(Beginning of Data for this task)
use std::path::PathBuf;

use clap::{Parser, Subcommand};

/// Inspect and create tilepack level files.
#[derive(Parser, Debug)]
#[command(
    name = "tilepack",
    about = "Inspect and create tilepack level files",
    long_about = "Reads and writes the tagged binary level files used by the tile map editor.\n\n\
        EXAMPLES:\n\
          # Print the decoded value tree of a level\n\
          tilepack show level0\n\
        \n\
          # Create a 32x24 level on the 'cave' tileset\n\
          tilepack new level1 --width 32 --height 24 --tileset cave\n\
        \n\
          # Verify that a level re-encodes to the same bytes\n\
          tilepack check level0",
    version
)]
pub struct Args {
    /// TOML file with codec settings (`[codec]` table) and `tileset_dir`.
    #[arg(long, global = true)]
    pub config: Option<PathBuf>,

    /// Directory tileset images are resolved in. Overrides the config file.
    #[arg(long, global = true)]
    pub tileset_dir: Option<PathBuf>,

    #[command(subcommand)]
    pub command: Command,
}

#[derive(Subcommand, Debug)]
pub enum Command {
    /// Print the decoded value tree of a file.
    Show {
        file: PathBuf,

        /// Stop expanding containers below this depth.
        #[arg(long)]
        depth: Option<usize>,
    },
    /// Write a new level with empty layers.
    New {
        file: PathBuf,

        #[arg(long, default_value = "16")]
        width: usize,

        #[arg(long, default_value = "16")]
        height: usize,

        #[arg(long, default_value = tilepack_level::DEFAULT_TILESET)]
        tileset: String,

        /// Replace the file if it exists.
        #[arg(long)]
        force: bool,
    },
    /// Decode a file, re-encode it and compare the bytes.
    Check { file: PathBuf },
}

#[cfg(test)]
mod tests {
    use super::*;
    use rstest::rstest;

    #[test]
    fn parses_show_with_global_options() {
        let args = Args::parse_from([
            "tilepack",
            "show",
            "level0",
            "--depth",
            "2",
            "--tileset-dir",
            "assets",
        ]);
        assert_eq!(args.tileset_dir, Some(PathBuf::from("assets")));
        assert!(matches!(
            args.command,
            Command::Show { ref file, depth: Some(2) } if file == &PathBuf::from("level0")
        ));
    }

    #[test]
    fn new_has_editor_defaults() {
        let args = Args::parse_from(["tilepack", "new", "level3"]);
        match args.command {
            Command::New {
                width,
                height,
                tileset,
                force,
                ..
            } => {
                assert_eq!((width, height), (16, 16));
                assert_eq!(tileset, "blue");
                assert!(!force);
            }
            other => panic!("unexpected command {other:?}"),
        }
    }

    #[rstest]
    #[case(&["tilepack", "new", "level0"], (16, 16))]
    #[case(&["tilepack", "new", "level0", "--width", "32", "--height", "24"], (32, 24))]
    #[case(&["tilepack", "new", "level0", "--height", "1"], (16, 1))]
    fn new_dimensions(#[case] argv: &[&str], #[case] expected: (usize, usize)) {
        let args = Args::parse_from(argv.iter().copied());
        match args.command {
            Command::New { width, height, .. } => assert_eq!((width, height), expected),
            other => panic!("unexpected command {other:?}"),
        }
    }

    #[rstest]
    #[case::no_command(&["tilepack"])]
    #[case::negative_width(&["tilepack", "new", "level0", "--width", "-1"])]
    #[case::missing_file(&["tilepack", "check"])]
    #[case::unknown_command(&["tilepack", "draw", "level0"])]
    fn rejects_bad_arguments(#[case] argv: &[&str]) {
        assert!(Args::try_parse_from(argv.iter().copied()).is_err());
    }

    #[test]
    fn command_is_required() {
        assert!(Args::try_parse_from(["tilepack"]).is_err());
    }
}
(End of Data for this task)
The task
From the entries, copy every line in which the word "PathBuf" occurs.

Solution
use std::path::PathBuf;
    pub config: Option<PathBuf>,
    pub tileset_dir: Option<PathBuf>,
        file: PathBuf,
        file: PathBuf,
    Check { file: PathBuf },
        assert_eq!(args.tileset_dir, Some(PathBuf::from("assets")));
            Command::Show { ref file, depth: Some(2) } if file == &PathBuf::from("level0")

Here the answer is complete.